Vitis/Vivado HLS Process Overview

Vitis/Vivado HLS is project based and can contain multiple variations called "solutions" to drive synthesis and simulation. Each solution can target either the Vivado IP flow, or the Vitis Kernel flow. Based on the target flow, each solution will specify different constraints and optimization directives.

The following are the synthesis, analysis, and optimization steps in the typical design flow:

1. Create a new Vitis/Vivado HLS project.

2. Verify the source code with C simulation.

3. Run high-level synthesis to generate RTL files.

4. Analyze the results by examining latency, initiation interval (II), throughput, and resource utilization.

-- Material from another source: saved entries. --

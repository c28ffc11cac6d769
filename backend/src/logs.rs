//! Console logging for pipeline runs.
//!
//! Entries carry a level and an optional indentation so nested steps
//! (one line per source, one per collection) read as a tree.
//! Info and success go to stdout, warnings and errors to stderr.

/// Log level
#[derive(Debug, Clone, Copy, PartialEq, Eq)]
pub enum LogLevel {
    Info,
    Success,
    Warning,
    Error,
}

impl LogLevel {
    fn prefix(self) -> &'static str {
        match self {
            LogLevel::Info => "   ",
            LogLevel::Success => "   ✓",
            LogLevel::Warning => "   ⚠️",
            LogLevel::Error => "   ❌",
        }
    }

    fn is_diagnostic(self) -> bool {
        matches!(self, LogLevel::Warning | LogLevel::Error)
    }
}

/// A single log entry
#[derive(Debug, Clone, PartialEq)]
pub struct LogEntry {
    pub level: LogLevel,
    pub message: String,
    /// Nesting depth, three spaces per level
    pub indent: u8,
}

impl LogEntry {
    pub fn info(message: impl Into<String>) -> Self {
        Self {
            level: LogLevel::Info,
            message: message.into(),
            indent: 0,
        }
    }

    pub fn success(message: impl Into<String>) -> Self {
        Self {
            level: LogLevel::Success,
            message: message.into(),
            indent: 0,
        }
    }

    pub fn warning(message: impl Into<String>) -> Self {
        Self {
            level: LogLevel::Warning,
            message: message.into(),
            indent: 0,
        }
    }

    pub fn error(message: impl Into<String>) -> Self {
        Self {
            level: LogLevel::Error,
            message: message.into(),
            indent: 0,
        }
    }

    pub fn with_indent(mut self, indent: u8) -> Self {
        self.indent = indent;
        self
    }

    /// Line as printed to the console.
    pub fn render(&self) -> String {
        let indent = "   ".repeat(self.indent as usize);
        format!("{}{} {}", indent, self.level.prefix(), self.message)
    }
}

/// Print an entry to the matching stream.
pub fn emit(entry: LogEntry) {
    if entry.level.is_diagnostic() {
        eprintln!("{}", entry.render());
    } else {
        println!("{}", entry.render());
    }
}

pub fn log_info(msg: impl Into<String>) {
    emit(LogEntry::info(msg));
}

pub fn log_success(msg: impl Into<String>) {
    emit(LogEntry::success(msg));
}

pub fn log_warning(msg: impl Into<String>) {
    emit(LogEntry::warning(msg));
}

pub fn log_error(msg: impl Into<String>) {
    emit(LogEntry::error(msg));
}

pub fn log_info_indent(msg: impl Into<String>, indent: u8) {
    emit(LogEntry::info(msg).with_indent(indent));
}

pub fn log_success_indent(msg: impl Into<String>, indent: u8) {
    emit(LogEntry::success(msg).with_indent(indent));
}
//! Error types for the cleaning pipeline.
//!
//! - [`SourceError`] - reading a spreadsheet or delimited-text source
//! - [`OutputError`] - serializing and writing the cleaned document
//! - [`PipelineError`] - top-level run errors
//! - [`ServerError`] - the read-only web front
//!
//! Error conversion is automatic via `From` implementations,
//! allowing `?` to work across error boundaries.

use std::path::PathBuf;
use thiserror::Error;

// =============================================================================
// Source Errors
// =============================================================================

/// Errors while loading rows from an input file.
#[derive(Debug, Error)]
pub enum SourceError {
    /// File missing or unreadable.
    #[error("Failed to read '{}': {source}", .path.display())]
    Io {
        path: PathBuf,
        #[source]
        source: std::io::Error,
    },

    /// Malformed delimited text.
    #[error("Invalid delimited text in '{}': {source}", .path.display())]
    Csv {
        path: PathBuf,
        #[source]
        source: csv::Error,
    },

    /// Workbook could not be opened or parsed.
    #[error("Failed to open workbook '{}': {message}", .path.display())]
    Workbook { path: PathBuf, message: String },

    /// Workbook contains no worksheet.
    #[error("Workbook '{}' has no sheets", .0.display())]
    NoSheets(PathBuf),

    /// The blocking reader task panicked or was cancelled.
    #[error("Reader task for '{}' did not complete: {message}", .path.display())]
    Task { path: PathBuf, message: String },
}

impl SourceError {
    /// Path of the source that failed.
    pub fn path(&self) -> &PathBuf {
        match self {
            SourceError::Io { path, .. }
            | SourceError::Csv { path, .. }
            | SourceError::Workbook { path, .. }
            | SourceError::Task { path, .. } => path,
            SourceError::NoSheets(path) => path,
        }
    }
}

// =============================================================================
// Output Errors
// =============================================================================

/// Errors while writing the cleaned document.
#[derive(Debug, Error)]
pub enum OutputError {
    /// Serialization failed.
    #[error("JSON error: {0}")]
    Json(#[from] serde_json::Error),

    /// Filesystem failure (disk full, permissions, rename).
    #[error("Failed to write '{}': {source}", .path.display())]
    Io {
        path: PathBuf,
        #[source]
        source: std::io::Error,
    },
}

// =============================================================================
// Pipeline Errors (top-level)
// =============================================================================

/// Top-level run errors.
///
/// This is the error type returned by [`crate::transform::pipeline::clean_data`].
#[derive(Debug, Error)]
pub enum PipelineError {
    /// An input could not be read.
    #[error("Source error: {0}")]
    Source(#[from] SourceError),

    /// The output could not be written.
    #[error("Output error: {0}")]
    Output(#[from] OutputError),
}

// =============================================================================
// Server Errors
// =============================================================================

/// Errors of the `serve` command.
#[derive(Debug, Error)]
pub enum ServerError {
    /// Data file missing or unreadable at start-up.
    #[error("Cannot load data file '{}': {source}", .path.display())]
    Load {
        path: PathBuf,
        #[source]
        source: std::io::Error,
    },

    /// Data file is not a cleaned document.
    #[error("Invalid data file '{}': {source}", .path.display())]
    InvalidData {
        path: PathBuf,
        #[source]
        source: serde_json::Error,
    },

    /// Listener could not bind or the server stopped with an error.
    #[error("Server IO error: {0}")]
    Io(#[from] std::io::Error),
}

// =============================================================================
// Result Type Aliases
// =============================================================================

/// Result type for source reads.
pub type SourceResult<T> = Result<T, SourceError>;

/// Result type for output writes.
pub type OutputResult<T> = Result<T, OutputError>;

/// Result type for pipeline runs.
pub type PipelineResult<T> = Result<T, PipelineError>;

/// Result type for server operations.
pub type ServerResult<T> = Result<T, ServerError>;

#[cfg(test)]
mod tests {
    use super::*;

    #[test]
    fn test_error_conversion_chain() {
        let source_err = SourceError::NoSheets(PathBuf::from("empty.xlsx"));
        let pipeline_err: PipelineError = source_err.into();
        let msg = pipeline_err.to_string();
        assert!(msg.contains("empty.xlsx"));
        assert!(msg.contains("no sheets"));

        let io = std::io::Error::new(std::io::ErrorKind::PermissionDenied, "denied");
        let output_err = OutputError::Io {
            path: PathBuf::from("dataCleaned.json"),
            source: io,
        };
        let pipeline_err: PipelineError = output_err.into();
        assert!(pipeline_err.to_string().contains("dataCleaned.json"));
    }

    #[test]
    fn test_source_error_path() {
        let err = SourceError::Workbook {
            path: PathBuf::from("products.xlsx"),
            message: "not a zip archive".into(),
        };
        assert_eq!(err.path(), &PathBuf::from("products.xlsx"));
        assert!(err.to_string().contains("not a zip archive"));
    }
}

5. Optimize and repeat as needed.

6. Verify the results using C/RTL Co-simulation.

Vitis/Vivado HLS implements the solution based on the target flow, default tool configuration, design constraints, and any optimization pragmas or directives you specify. You can use optimization directives to modify and control the implementation of the internal logic and I/O ports, overriding the default behaviors of the tool.

The C/C++ code is synthesized as follows:

• Top-level function arguments synthesize into RTL I/O port interfaces automatically by Vitis/Vivado HLS.

• Sub-functions of the top-level C/C++ function synthesize into blocks in the hierarchy of the RTL design.

  • The final RTL design includes a hierarchy of modules or entities that correspond with the original top-level C function hierarchy.

  • Vitis/Vivado HLS automatically inlines sub-functions into higher level functions, or the top-level function as needed to improve performance.

  • By default, each call of the C sub-function uses the same instance of the RTL module.

• Loops in the C functions are kept rolled and are pipelined by default to improve performance.

  • The Vitis/Vivado HLS tool will not unroll loops unless it improves the performance of the solution.

  • Loops can be manually unrolled.

  • Loops can also be pipelined, either with a finite-state machine fine-grain implementation (loop pipelining) or with a more coarse-grain handshake-based implementation (dataflow).

• Arrays in the code are synthesized into block RAM (BRAM), LUT RAM, or UltraRAM in the final FPGA design.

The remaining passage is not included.